##### EXERCISE DATA #####

#[async_trait]
impl SubscriptionStore for PgSubscriptionStore {
    async fn find_by_account(&self, account_id: Uuid) -> BillingResult<Option<SubscriptionRecord>> {
        let sql = Self::select_by("account_id");
        let row: Option<SubscriptionRow> = sqlx::query_as(&sql)
            .bind(account_id)
            .fetch_optional(&self.pool)
            .await?;
        row.map(SubscriptionRecord::try_from).transpose()
    }

    async fn find_by_provider_ref(
        &self,
        subscription_ref: &str,
    ) -> BillingResult<Option<SubscriptionRecord>> {
        let sql = Self::select_by("subscription_ref");
        let row: Option<SubscriptionRow> = sqlx::query_as(&sql)
            .bind(subscription_ref)
            .fetch_optional(&self.pool)
            .await?;
        row.map(SubscriptionRecord::try_from).transpose()
    }

    async fn commit(&self, changes: LocalChanges) -> BillingResult<()> {
        let record = &changes.subscription;
        let mut tx = self.pool.begin().await?;

        if changes.replace_existing {
            sqlx::query("DELETE FROM subscriptions WHERE account_id = $1")
                .bind(record.account_id)
                .execute(&mut *tx)
                .await?;
        }

        sqlx::query(
            r#"
            INSERT INTO subscriptions (
                account_id, plan_id, is_free, subscription_ref, customer_ref, status, active,
                cancel_at_period_end, subscription_start_date, next_billing_date,
                subscription_end_date, last_payment_date, pending_plan_change, created_at, updated_at
            )
            VALUES ($1, $2, $3, $4, $5, $6, $7, $8, $9, $10, $11, $12, $13, $14, $15)
            ON CONFLICT (account_id) DO UPDATE SET
                plan_id = EXCLUDED.plan_id,
                is_free = EXCLUDED.is_free,
                subscription_ref = EXCLUDED.subscription_ref,
                customer_ref = EXCLUDED.customer_ref,
                status = EXCLUDED.status,
                active = EXCLUDED.active,
                cancel_at_period_end = EXCLUDED.cancel_at_period_end,
                subscription_start_date = EXCLUDED.subscription_start_date,
                next_billing_date = EXCLUDED.next_billing_date,
                subscription_end_date = EXCLUDED.subscription_end_date,
                last_payment_date = EXCLUDED.last_payment_date,
                pending_plan_change = EXCLUDED.pending_plan_change,
                updated_at = EXCLUDED.updated_at
            "#,
        )
        .bind(record.account_id)
        .bind(&record.plan_id)
        .bind(record.kind.is_free())
        .bind(record.subscription_ref())
        .bind(record.kind.customer_ref())
        .bind(record.status.as_str())
        .bind(record.active)
        .bind(record.cancel_at_period_end)
        .bind(record.subscription_start_date)
        .bind(record.next_billing_date)
        .bind(record.subscription_end_date)
        .bind(record.last_payment_date)
        .bind(record.pending_plan_change)
        .bind(record.created_at)
        .bind(record.updated_at)
        .execute(&mut *tx)
        .await?;

        if let Some(intent) = &changes.payment_intent {
            sqlx::query(
                r#"
                INSERT INTO payment_intents (
                    provider_payment_intent_ref, account_id, amount, currency, status,
                    payment_method_ref, client_secret, provider_customer_ref, requires_action,
                    plan_id, provider_subscription_ref, created_at
                )
                VALUES ($1, $2, $3, $4, $5, $6, $7, $8, $9, $10, $11, $12)
                ON CONFLICT (provider_payment_intent_ref) DO UPDATE SET
                    status = EXCLUDED.status,
                    payment_method_ref = EXCLUDED.payment_method_ref,
                    client_secret = EXCLUDED.client_secret,
                    requires_action = EXCLUDED.requires_action
                "#,
            )
            .bind(&intent.provider_payment_intent_ref)
            .bind(intent.account_id)
            .bind(intent.amount)
            .bind(&intent.currency)
            .bind(intent.status.as_str())
            .bind(&intent.payment_method_ref)
            .bind(&intent.client_secret)
            .bind(&intent.provider_customer_ref)
            .bind(intent.requires_action)
            .bind(&intent.metadata.plan_id)
            .bind(&intent.metadata.provider_subscription_ref)
            .bind(intent.created_at)
            .execute(&mut *tx)
            .await?;
        }

        tx.commit().await?;

        tracing::debug!(
            account_id = %record.account_id,
            status = %record.status,
            replaced = changes.replace_existing,
            "Committed subscription record"
        );
        Ok(())
    }

    async fn delete_by_account(&self, account_id: Uuid) -> BillingResult<bool> {
        let result = sqlx::query("DELETE FROM subscriptions WHERE account_id = $1")
            .bind(account_id)
            .execute(&self.pool)
            .await?;
        Ok(result.rows_affected() > 0)
    }

    async fn list_awaiting_settlement(
        &self,
        updated_before: OffsetDateTime,
        limit: i64,
    ) -> BillingResult<Vec<SubscriptionRecord>> {
        let sql = format!(
            r#"
            SELECT {}
            FROM subscriptions
            WHERE status IN ('pending_payment', 'incomplete')
              AND updated_at < $1
            ORDER BY updated_at ASC
            LIMIT $2
            "#,
            SUBSCRIPTION_COLUMNS
        );
        let rows: Vec<SubscriptionRow> = sqlx::query_as(&sql)
            .bind(updated_before)
            .bind(limit)
            .fetch_all(&self.pool)
            .await?;
        rows.into_iter().map(SubscriptionRecord::try_from).collect()
    }

    async fn find_payment_intent(
        &self,
        payment_intent_ref: &str,
    ) -> BillingResult<Option<PaymentIntentRecord>> {
        let sql = format!(
            "SELECT {} FROM payment_intents WHERE provider_payment_intent_ref = $1",
            PAYMENT_INTENT_COLUMNS
        );
        let row: Option<PaymentIntentRow> = sqlx::query_as(&sql)
            .bind(payment_intent_ref)
            .fetch_optional(&self.pool)
            .await?;
        Ok(row.map(PaymentIntentRecord::from))
    }

    async fn latest_payment_intent(
        &self,
        subscription_ref: &str,
    ) -> BillingResult<Option<PaymentIntentRecord>> {
        let sql = format!(
            r#"
            SELECT {}
            FROM payment_intents
            WHERE provider_subscription_ref = $1
            ORDER BY created_at DESC
            LIMIT 1
            "#,
            PAYMENT_INTENT_COLUMNS
        );
        let row: Option<PaymentIntentRow> = sqlx::query_as(&sql)
            .bind(subscription_ref)
            .fetch_optional(&self.pool)
            .await?;
        Ok(row.map(PaymentIntentRecord::from))
    }
}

#####

ACTIVITY ->
Of the lines above, show those in which "metadata" appears.

RESPONSE AREA ->
            .bind(&intent.metadata.plan_id)
            .bind(&intent.metadata.provider_subscription_ref)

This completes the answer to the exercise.